Thanks for reviewing the draft!


>
> I have some review comments that I hope will be useful.
>
> As a general comment, has it been considered to include CoAP mappings too?
> it might be good to reach even more constrained devices (maybe another
> draft).
>
>
> 1.  Introduction
> Missing newline between Step E and D
>
1.  Introduction
> The bullet list with the polling of the client and the user authorisation
> is a bit hard to read, step D comes again after E. Maybe it would be easier
> to read if using decimal numbers.
>

(D) is referenced in (E), I believe it's intentional.

I'll expand the reference to "(step D)" to make that clear.

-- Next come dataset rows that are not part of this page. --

use std::rc::Rc;

use crate::{
    error::RuntimeError,
    interpreter::{
        env::Environment,
        evaluator::{
            core::{EvalResult, Flow, Interpreter},
            function::{builtin, matrix_fns},
        },
        value::Value,
    },
};

/// Type alias for builtin function handlers.
///
/// A builtin receives a slice of evaluated argument values and returns the
/// computed value.
type BuiltinFn = fn(&[Value]) -> EvalResult<Value>;

/// Specifies the allowed number of arguments for a builtin.
///
/// - `Exact(n)` means the builtin must receive exactly `n` arguments.
/// - `OneOf(slice)` means the builtin accepts any arity listed in `slice`.
#[derive(Clone, Copy)]
enum Arity {
    Exact(usize),
    OneOf(&'static [usize]),
}

/// Defines builtin functions by generating a lookup table and a name list.
///
/// Each entry provides:
/// - a string name,
/// - an arity specification,
/// - a function pointer implementing the builtin.
macro_rules! builtin_functions {
    (
        $(
            $name:literal => {
                arity: $arity:expr,
                func: $func:expr $(,)?
            }
        ),* $(,)?
    ) => {
        struct BuiltinDef {
            name:  &'static str,
            arity: Arity,
            func:  BuiltinFn,
        }
        static BUILTIN_TABLE: &[BuiltinDef] = &[
            $(
                BuiltinDef { name: $name, arity: $arity, func: $func },
            )*
        ];
        /// Names of all built-in functions, including the I/O builtins that
        /// are dispatched outside the table.
        pub const BUILTIN_FUNCTIONS: &[&str] = &[
            "print", "input",
            $($name,)*
        ];
    };
}

builtin_functions! {
    "len"         => { arity: Arity::Exact(1), func: builtin::len },
    "abs"         => { arity: Arity::Exact(1), func: builtin::abs },
    "sqrt"        => { arity: Arity::Exact(1), func: builtin::sqrt },
    "sin"         => { arity: Arity::Exact(1), func: builtin::sin },
    "cos"         => { arity: Arity::Exact(1), func: builtin::cos },
    "tan"         => { arity: Arity::Exact(1), func: builtin::tan },
    "floor"       => { arity: Arity::Exact(1), func: |args| builtin::unary_round("floor", args) },
    "ceil"        => { arity: Arity::Exact(1), func: |args| builtin::unary_round("ceil", args) },
    "round"       => { arity: Arity::Exact(1), func: |args| builtin::unary_round("round", args) },
    "pow"         => { arity: Arity::Exact(2), func: builtin::pow },
    "zeros"       => { arity: Arity::Exact(2), func: matrix_fns::zeros },
    "ones"        => { arity: Arity::Exact(2), func: matrix_fns::ones },
    "eye"         => { arity: Arity::Exact(1), func: matrix_fns::eye },
    "transpose"   => { arity: Arity::Exact(1), func: matrix_fns::transpose },
    "determinant" => { arity: Arity::Exact(1), func: matrix_fns::determinant },
    "inverse"     => { arity: Arity::Exact(1), func: matrix_fns::inverse },
    "range"       => { arity: Arity::OneOf(&[1, 2, 3]), func: matrix_fns::range },
}

impl Arity {
    /// Tests whether the given argument count satisfies this arity
    /// constraint.
    fn check(self, n: usize) -> bool {
        match self {
            Self::Exact(m) => n == m,
            Self::OneOf(allowed) => allowed.contains(&n),
        }
    }

    /// Describes the accepted argument count for error messages.
    fn describe(self) -> String {
        match self {
            Self::Exact(m) => m.to_string(),
            Self::OneOf(allowed) => {
                let parts: Vec<String> = allowed.iter().map(ToString::to_string).collect();
                parts.join(" or ")
            },
        }
    }
}

impl Interpreter<'_> {
    /// Evaluates a function call.
    ///
    /// Arguments are evaluated left to right in the caller's scope. The
    /// name is resolved against the built-ins first, then against
    /// user-defined functions; an unknown name is an undefined-function
    /// error.
    pub(crate) fn evaluate_function_call(&mut self, name: u32, args: u32) -> EvalResult<Value> {
        let name = self.text(name).to_string();

        let mut arg_values = Vec::new();
        for arg in self.children_of(args)? {
            arg_values.push(self.evaluate_node(arg)?);
        }

        // The I/O builtins need the interpreter's output sink, so they are
        // dispatched before the pure table.
        match name.as_str() {
            "print" => return self.print(&arg_values),
            "input" => return Self::input(&arg_values),
            _ => {},
        }

        if let Some(builtin) = BUILTIN_TABLE.iter().find(|b| b.name == name) {
            if !builtin.arity.check(arg_values.len()) {
                return Err(RuntimeError::ArityMismatch { name,
                                                         expected: builtin.arity.describe(),
                                                         found: arg_values.len() });
            }
            return (builtin.func)(&arg_values);
        }

        self.call_user_function(&name, arg_values)
    }

    /// Executes a user-defined function.
    ///
    /// Parameters are installed into a fresh scope whose parent is the
    /// function's captured closure scope, not the caller's scope. The
    /// previous current-environment is restored on both normal and error
    /// exits. A body that falls off the end produces `none`.
    fn call_user_function(&mut self, name: &str, args: Vec<Value>) -> EvalResult<Value> {
        let function = self.functions
                           .get(name)
                           .cloned()
                           .ok_or_else(|| RuntimeError::UndefinedFunction { name:
                                                                                name.to_string(), })?;

        if args.len() != function.params.len() {
            return Err(RuntimeError::ArityMismatch { name:     name.to_string(),
                                                     expected: function.params.len().to_string(),
                                                     found:    args.len(), });
        }

        let scope = Environment::with_parent(Rc::clone(&function.closure));
        for (param, value) in function.params.iter().zip(args) {
            scope.borrow_mut().define(param, value);
        }

        let previous = Rc::clone(&self.current);
        self.current = scope;

        let result = self.execute_statement(function.body);
        self.current = previous;

        match result? {
            Flow::Return(value) => Ok(value),
            Flow::Normal => Ok(Value::None),
        }
    }
}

> ‘1.  Introduction’ and ‘3.  Protocol’
> I would like to move the ascii art and the corresponding list of steps
> from ‘1.  Introduction’ to ‘3.  Protocol’ and use the terminology explained
> in ‘2.  Terminology’
>

I'll discuss this with my co-authors, could make sense.


>
> 3.1.  Device Authorization Request
> Is there no authentication? e.g. use of client secret? (or Pre-Shared Key
> or Raw Public key as described in draft-erdtman-ace-rpcc)
> I don’t think client identification is enough I think it should
> authenticate, at least as the recommendation.
>

There is no client authentication as they are public clients. This is
covered in the security consideration "Non-confidential Clients". As draft
is nearly ready to publish, I don't think we should take a reference on an
I-D that would delay our publication.


>
> 3.2.  Device Authorization Response
> I would like to change verification_uri be optional. If for example the
> device vendor has a companion app that app could easily have the
> verification_uri, that would simplify for the user that would only have to
> enter the code. (and it could save some bytes).
>

This type of use-case is mentioned in the section "Non-Browser User
Interaction" if you own both the server and the client – you can really do
whatever you like as it doesn't need to be interoperable. If this spec is
useful for that case – great, but I don't think we need to discuss or cater
for this more than we have.


> 3.2.  Device Authorization Response
> I think it would make sense to add an optional parameter with the token
> endpoint uri, in that way it does not have to be hardcoded in the client
> (or discovered) but the AS can tell the client where to get the token. Or
> it could be done with a redirect to the token URL or the Device
> Verification Code could be a the URL to poll instead.
>

https://tools.ietf.org/html/draft-ietf-oauth-discovery-07 can be used for
programmatic discovery of the token URL (and we add to that in the section
"Discovery Metadata").


>
> 3.4.  Device Access Token Request
> client_id, it says REQUIRED but then it states that it is to be used only
> if “client is not authenticating with the authorization server as described
> in Section 3.2.1. of [RFC6749].”
> I think the parameter should be optional and authentication required.
>

See above.


>
> 3.2.  Device Authorization Response and  3.5.  Device Access Token Response
> “The interval at which the client polls MUST NOT be more frequent than
>    the "interval" parameter returned in the Device Authorization
>    Response (see Section 3.2).”
> “OPTIONAL.  The minimum amount of time in seconds that the client
>       SHOULD wait between polling requests to the token endpoint.”
> Feels like a contradiction between the parameter description and token
> endpoint response. I would like to have MUST in both cases.
>

The next version
<https://github.com/WilliamDenniss/draft-ietf-oauth-device-flow/pull/5/files>
clarifies this a bit. PTAL.


>
> 3.5.  Device Access Token Response
> I think last paragraph is better suited in the introduction section.
>

I'm on the fence about this suggestion, as that paragraph does relate token
polling.


>
> 5.2.  Device Trustworthiness
> I think device authentication should/could be mentioned here
>

"Non-confidential Clients" covers that.